### WHAT IS REQUIRED
Output the data as it stands. Each line must match exactly.

(Saved data entries)
○ ○ ○ ○ ○ ○ ○
use std::collections::BTreeSet;
use std::time::Duration;

use futures::stream::{self, StreamExt};
use tokio::io::{AsyncReadExt, AsyncWriteExt};
use tokio::net::TcpStream;

const RESPONSE_LIMIT: usize = 1024;
const PAYLOAD_PREVIEW: usize = 20;
const SUSPICIOUS_MARKERS: &[&str] = &["error", "exception"];

/// Malformed inputs sent to every open service.
pub fn default_corpus() -> Vec<Vec<u8>> {
    vec![
        b"A".repeat(1000),
        b"%s".repeat(100),
        b"/../../../etc/passwd\x00".to_vec(),
        b"|cat /etc/passwd\x00".to_vec(),
        b"admin' OR '1'='1".to_vec(),
    ]
}

/// Sends each payload on a fresh connection. A payload that fails to connect,
/// times out or gets no suspicious answer contributes nothing; the rest still run.
pub async fn fuzz_port(host: &str, port: u16, corpus: &[Vec<u8>], timeout: Duration) -> Vec<String> {
    let mut findings = Vec::new();
    for payload in corpus {
        match tokio::time::timeout(timeout, exchange(host, port, payload)).await {
            Ok(Ok(response)) if is_suspicious(&response) => {
                findings.push(format!(
                    "Possible vulnerability on port {} with payload {}",
                    port,
                    preview(payload)
                ));
            }
            Ok(Ok(_)) => {}
            Ok(Err(e)) => tracing::debug!("Fuzz payload to port {} failed: {}", port, e),
            Err(_) => tracing::debug!("Fuzz payload to port {} timed out", port),
        }
    }
    findings
}

/// Fuzzes several ports at once; results keep port order.
pub async fn fuzz_ports(
    host: &str,
    ports: &BTreeSet<u16>,
    corpus: &[Vec<u8>],
    timeout: Duration,
    concurrency: usize,
) -> Vec<String> {
    stream::iter(ports.iter().copied())
        .map(|port| fuzz_port(host, port, corpus, timeout))
        .buffered(concurrency.max(1))
        .collect::<Vec<_>>()
        .await
        .into_iter()
        .flatten()
        .collect()
}

async fn exchange(host: &str, port: u16, payload: &[u8]) -> std::io::Result<Vec<u8>> {
    let mut stream = TcpStream::connect((host, port)).await?;
    stream.write_all(payload).await?;
    let mut buf = vec![0u8; RESPONSE_LIMIT];
    let read = stream.read(&mut buf).await?;
    buf.truncate(read);
    Ok(buf)
}

fn is_suspicious(response: &[u8]) -> bool {
    let lower = String::from_utf8_lossy(response).to_lowercase();
    SUSPICIOUS_MARKERS.iter().any(|marker| lower.contains(marker))
}

fn preview(payload: &[u8]) -> String {
    payload[..payload.len().min(PAYLOAD_PREVIEW)].escape_ascii().to_string()
}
○ ○ ○ ○ ○ ○ ○
### SOLVED PROBLEM
use std::collections::BTreeSet;
use std::time::Duration;

use futures::stream::{self, StreamExt};
use tokio::io::{AsyncReadExt, AsyncWriteExt};
use tokio::net::TcpStream;

const RESPONSE_LIMIT: usize = 1024;
const PAYLOAD_PREVIEW: usize = 20;
const SUSPICIOUS_MARKERS: &[&str] = &["error", "exception"];

/// Malformed inputs sent to every open service.
pub fn default_corpus() -> Vec<Vec<u8>> {
    vec![
        b"A".repeat(1000),
        b"%s".repeat(100),
        b"/../../../etc/passwd\x00".to_vec(),
        b"|cat /etc/passwd\x00".to_vec(),
        b"admin' OR '1'='1".to_vec(),
    ]
}

/// Sends each payload on a fresh connection. A payload that fails to connect,
/// times out or gets no suspicious answer contributes nothing; the rest still run.
pub async fn fuzz_port(host: &str, port: u16, corpus: &[Vec<u8>], timeout: Duration) -> Vec<String> {
    let mut findings = Vec::new();
    for payload in corpus {
        match tokio::time::timeout(timeout, exchange(host, port, payload)).await {
            Ok(Ok(response)) if is_suspicious(&response) => {
                findings.push(format!(
                    "Possible vulnerability on port {} with payload {}",
                    port,
                    preview(payload)
                ));
            }
            Ok(Ok(_)) => {}
            Ok(Err(e)) => tracing::debug!("Fuzz payload to port {} failed: {}", port, e),
            Err(_) => tracing::debug!("Fuzz payload to port {} timed out", port),
        }
    }
    findings
}

/// Fuzzes several ports at once; results keep port order.
pub async fn fuzz_ports(
    host: &str,
    ports: &BTreeSet<u16>,
    corpus: &[Vec<u8>],
    timeout: Duration,
    concurrency: usize,
) -> Vec<String> {
    stream::iter(ports.iter().copied())
        .map(|port| fuzz_port(host, port, corpus, timeout))
        .buffered(concurrency.max(1))
        .collect::<Vec<_>>()
        .await
        .into_iter()
        .flatten()
        .collect()
}

async fn exchange(host: &str, port: u16, payload: &[u8]) -> std::io::Result<Vec<u8>> {
    let mut stream = TcpStream::connect((host, port)).await?;
    stream.write_all(payload).await?;
    let mut buf = vec![0u8; RESPONSE_LIMIT];
    let read = stream.read(&mut buf).await?;
    buf.truncate(read);
    Ok(buf)
}

fn is_suspicious(response: &[u8]) -> bool {
    let lower = String::from_utf8_lossy(response).to_lowercase();
    SUSPICIOUS_MARKERS.iter().any(|marker| lower.contains(marker))
}

fn preview(payload: &[u8]) -> String {
    payload[..payload.len().min(PAYLOAD_PREVIEW)].escape_ascii().to_string()
}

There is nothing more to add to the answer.